Personal information
- Born: Brenden McAleavey December 31, 1989 (age 36) Long Island, New York, U.S.
- Children: 1

Professional wrestling career
- Ring name(s): Kamikaze Brenden Skye Capoeira Kid Ninja Mack
- Billed height: 5 ft 5 in (1.65 m)
- Billed weight: 187 lb (85 kg)
- Trained by: Booker T Low Ki
- Debut: 2014

= Ninja Mack =

American professional wrestler

Brenden McAleavey (born December 31, 1989), better known by his ring name Ninja Mack, is an American professional wrestler currently performing for Pro Wrestling Noah, where he is a one-time GHC Junior Heavyweight Champion and one-time GHC Openweight Hardcore Champion. He also worked for Game Changer Wrestling and Juggalo Championship Wrestling and has also made previous appearances Ring of Honor.

==Early life==
Born on Long Island, Mack was raised in Cypress, Texas. He has an athletic background, as he competed in amateur wrestling at Cypress Creek High School, and later worked as a gymnastics coach at Cypress Academy of Gymnastics. He also toured with Cirque du Soleil, as well as with other circuses in the United States, Mexico, Venezuela and Belgium.

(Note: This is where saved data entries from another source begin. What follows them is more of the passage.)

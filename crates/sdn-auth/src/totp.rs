//! RFC 6238 TOTP: HMAC-SHA-1, 6 digits, 30-second step, ±1 step tolerance,
//! with a replay cache so a code cannot authenticate twice within its
//! tolerance window.

use hmac::{Hmac, Mac};
use rand::RngCore;
use sdn_core::SdnError;
use sha1::Sha1;
use std::collections::{HashMap, HashSet};
use std::sync::Mutex;

type HmacSha1 = Hmac<Sha1>;

const STEP_SECS: i64 = 30;
const DIGITS: u32 = 6;
const TOLERANCE_STEPS: i64 = 1;

// RFC 4648 base32, no padding — the alphabet authenticator apps expect.
const BASE32_ALPHABET: &[u8; 32] = b"ABCDEFGHIJKLMNOPQRSTUVWXYZ234567";

pub fn base32_encode(data: &[u8]) -> String {
    let mut out = String::with_capacity(data.len().div_ceil(5) * 8);
    for chunk in data.chunks(5) {
        let mut buf = [0u8; 5];
        buf[..chunk.len()].copy_from_slice(chunk);
        let bits = u64::from_be_bytes([0, 0, 0, buf[0], buf[1], buf[2], buf[3], buf[4]]);
        let symbols = (chunk.len() * 8).div_ceil(5);
        for i in 0..symbols {
            let shift = 35 - i * 5;
            out.push(BASE32_ALPHABET[((bits >> shift) & 0x1f) as usize] as char);
        }
    }
    out
}

pub fn base32_decode(s: &str) -> Result<Vec<u8>, SdnError> {
    let mut bits = 0u64;
    let mut bit_count = 0u32;
    let mut out = Vec::with_capacity(s.len() * 5 / 8);
    for c in s.bytes() {
        let value = match c {
            b'A'..=b'Z' => c - b'A',
            b'a'..=b'z' => c - b'a',
            b'2'..=b'7' => c - b'2' + 26,
            _ => return Err(SdnError::Crypto("invalid base32 character".into())),
        };
        bits = (bits << 5) | value as u64;
        bit_count += 5;
        if bit_count >= 8 {
            bit_count -= 8;
            out.push((bits >> bit_count) as u8);
        }
    }
    Ok(out)
}

/// Mint a fresh 20-byte shared secret, base32-rendered for enrollment.
pub fn generate_secret() -> String {
    let mut secret = [0u8; 20];
    rand::rngs::OsRng.fill_bytes(&mut secret);
    base32_encode(&secret)
}

fn hotp(secret: &[u8], counter: u64) -> String {
    let mut mac = HmacSha1::new_from_slice(secret).expect("HMAC accepts any key length");
    mac.update(&counter.to_be_bytes());
    let digest = mac.finalize().into_bytes();
    let offset = (digest[19] & 0x0f) as usize;
    let code = (u32::from_be_bytes([
        digest[offset],
        digest[offset + 1],
        digest[offset + 2],
        digest[offset + 3],
    ]) & 0x7fff_ffff)
        % 10u32.pow(DIGITS);
    format!("{code:06}")
}

/// The expected code for a secret at a Unix time. Exposed for enrollment QA
/// flows and tests.
pub fn code_at(secret_b32: &str, unix_time: i64) -> Result<String, SdnError> {
    let secret = base32_decode(secret_b32)?;
    Ok(hotp(&secret, (unix_time / STEP_SECS) as u64))
}

/// Replay cache of consumed (account, step counter) pairs.
pub struct ReplayCache {
    consumed: Mutex<HashMap<String, HashSet<u64>>>,
}

impl ReplayCache {
    pub fn new() -> Self {
        Self {
            consumed: Mutex::new(HashMap::new()),
        }
    }

    fn take(&self, account: &str, counter: u64) -> bool {
        let mut map = self.consumed.lock().expect("replay cache lock poisoned");
        let set = map.entry(account.to_string()).or_default();
        // Counters older than the tolerance window can never verify again.
        set.retain(|&c| c + 2 * TOLERANCE_STEPS as u64 >= counter);
        set.insert(counter)
    }
}

impl Default for ReplayCache {
    fn default() -> Self {
        Self::new()
    }
}

/// Verify a submitted code for `account` at `unix_time`, consuming the
/// matching step so the same code is rejected on replay.
pub fn verify_code(
    secret_b32: &str,
    account: &str,
    code: &str,
    unix_time: i64,
    replay: &ReplayCache,
) -> bool {
    let Ok(secret) = base32_decode(secret_b32) else {
        return false;
    };
    let current = unix_time / STEP_SECS;
    for step in (current - TOLERANCE_STEPS)..=(current + TOLERANCE_STEPS) {
        if step < 0 {
            continue;
        }
        if hotp(&secret, step as u64) == code {
            return replay.take(account, step as u64);
        }
    }
    false
}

==Professional wrestling career==
Mack was trained by Booker T, and debuted for Booker's promotion Reality of Wrestling (ROW) in December 2014 under the ring name Brendan Skye. He would continue to make appearances for the Houston promotion over the next two years. He initially wrestled on the independent circuit in Texas, featuring for promotions such as Promociones Martinez, Loko Wrestling, Pale Pro Wrestling and the Independent Wrestling Expo. He also took an extended break from wrestling, following the birth of his son.

===Game Changer Wrestling (2021–present)===
Mack's performance in a Loko Wrestling match involving him and Dante Leon attracted the attention of Game Changer Wrestling (GCW). On April 8, 2021, at Jimmy Lloyd's D-Generation F, Mack made his debut for the promotion, winning in a six man scramble match. He later partnered with Leon, in two unsuccessful challenges for the GCW Tag Team Championship, losing to the Second Gear Crew (Mance Warner and Matthew Justice) and The Briscoes (Jay Briscoe and Mark Briscoe). Although he had previously worked unmasked for GCW, Mack would adopt the ninja persona upon the advice of Konnan, after a short stint in Mexico.

===Lucha Libre AAA Worldwide (2021)===
In July 2021, Mack worked two dates for Lucha Libre AAA Worldwide (AAA), under the ring name Kamikaze. On July 3, at Verano de Escándalo, he participated in a Trofeo Alas de Oro match, which was won by El Hijo del Vikingo. On July 5, he teamed with Aramís and Dinastía in a loss to Abismo Negro Jr., Arez and Toxin.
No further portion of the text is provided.